Défendant le projet présenté par son parti, Hakim Benchammas, président du groupe parlementaire du PAM à la Chambre des Conseillers, affirme qu’il faut briser les tabous sociaux et juridiques à ce sujet, expliquant que cette question est soumise à des préjugés dont les plus grandes victimes sont les agriculteurs vulnérables vivant dans ces contrées du nord marocain. Il considère aussi que ce projet de loi contribuerait à la mise en place d’une économie de rechange dont profiteraient les cultivateurs et le Trésor Public à la fois, dans la mesure où le cannabis serait exploité dans l’industrie pharmacologique, ainsi que dans d’autres utilisations légales dont l’efficacité n’est plus à prouver comme l’attestent les expériences de nombreux pays dont essentiellement les Etats Unis d’Amérique et la Hollande.
Ben Chammas considère également que le fait de réussir à rendre légale la culture du cannabis au Maroc signifie « mettre fin à la souffrance des agriculteurs et des familles vivant dans les zones concernées par les contrôles sécuritaires et réparer l’image négative répandue du Maroc à l’étranger par rapport à cette activité ». Des statistiques non officielles disent en effet que plus de quarante mille personnes parmi les habitants des régions où se cultive le cannabis ont fait l’objet de mandats d’arrêts de la part des pouvoirs policiers locaux ; et ce pour culture et trafic de drogue.
Pour sa part, Abdelaziz Aftati, le parlementaire du parti au pouvoir, « Justice et Développement », trouve cette initiative louable du point de vue de l’exploitation médicale et industrielle du cannabis. Il redoute cependant qu’elle ne profite aux mafias et aux gangs spécialisés dans le trafic des stupéfiants qui dominent ce type de culture et qui risquent de tourner à leur avantage cette légalisation afin d’étendre leurs opérations de contrebande et de se faire des fortunes colossales sur le dos des petits agriculteurs. Des conséquences aussi négatives sont bien entendu le contraire de ce qui est prévu au départ.

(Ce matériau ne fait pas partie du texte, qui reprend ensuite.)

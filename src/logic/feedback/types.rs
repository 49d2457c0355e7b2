//! Feedback Types
//!
//! Read-only calibration report over labelled outcomes.
//! KHÔNG chứa recalibration - chỉ counts.

use std::collections::BTreeMap;

use serde::{Deserialize, Serialize};

/// How often a rule fired on labelled traffic and how often it was right
#[derive(Debug, Clone, Default, PartialEq, Serialize, Deserialize)]
pub struct RuleFeedback {
    pub triggered: u64,
    pub confirmed_fraud: u64,
}

impl RuleFeedback {
    pub fn precision(&self) -> Option<f64> {
        ratio(self.confirmed_fraud, self.triggered)
    }
}

#[derive(Debug, Clone, Default, PartialEq, Serialize, Deserialize)]
pub struct FeedbackSummary {
    /// None = every vertical
    pub vertical: Option<String>,
    pub labelled: u64,
    pub actual_fraud: u64,
    /// Flagged (review or decline) and fraud
    pub true_positives: u64,
    /// Flagged and legitimate
    pub false_positives: u64,
    /// Approved and fraud
    pub false_negatives: u64,
    pub true_negatives: u64,
    pub precision: Option<f64>,
    pub recall: Option<f64>,
    pub rules: BTreeMap<String, RuleFeedback>,
}

pub(crate) fn ratio(numerator: u64, denominator: u64) -> Option<f64> {
    if denominator == 0 {
        None
    } else {
        Some(numerator as f64 / denominator as f64)
    }
}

Aftati explique encore que si les expériences internationales ont prouvé l’efficacité de cette solution, le Maroc reste toutefois un pays différent des autres qui a ses particularités et ses spécificités. C’est ce qui rend difficile donc de se prononcer sur les conséquences de cette légalisation et de savoir si elle aurait les effets escomptés ou si elle faciliterait davantage la tâche aux grands contrebandiers.
En ce qui concerne l’usage médical du cannabis, Dr. Dalila Bouchetta, chercheur en pharmacologie et en intoxication médicamenteuse à l’Université Sidi Mohamed Ben Abdallah, assure que nombre d’études faites sur cette plante ont prouvé qu’elle peut être utilisée pour la fabrication de plusieurs médicaments et préparations cosmétiques. C’est d’ailleurs ce que des pays tels que la France ont très tôt compris en intégrant le cannabis dans le protocole de fabrication de nombreux médicaments. Elle ajoute qu’en même temps, la plante peut servir également de tabac à rouler et à fumer, ce qui, à fréquentes expositions, nuit aux cellules du cerveau et aux poumons.
Le nombre d’agriculteurs vivant de la culture du cannabis au Maroc atteint les 800 mille dont la majeure partie se trouve dans le nord. Par ailleurs, selon des rapports rédigés par des activistes de la société civile, l’activité commerciale reliée à cette plante est estimée à 200 millions d’euros. Cependant, la surface consacrée à la culture du cannabis a reculé ces dernières années pour atteindre les 47196 hectares en 2013 contre 134000 hectares en 2003. C’est ce que les activistes expliquent par la peur insoutenable, ainsi que par la souffrance que vivent les agriculteurs dans ces régions et dont la solution demeure tributaire d’un compromis à trouver entre les divers acteurs partisans et politiques aussi bien dans le gouvernement que dans l’opposition.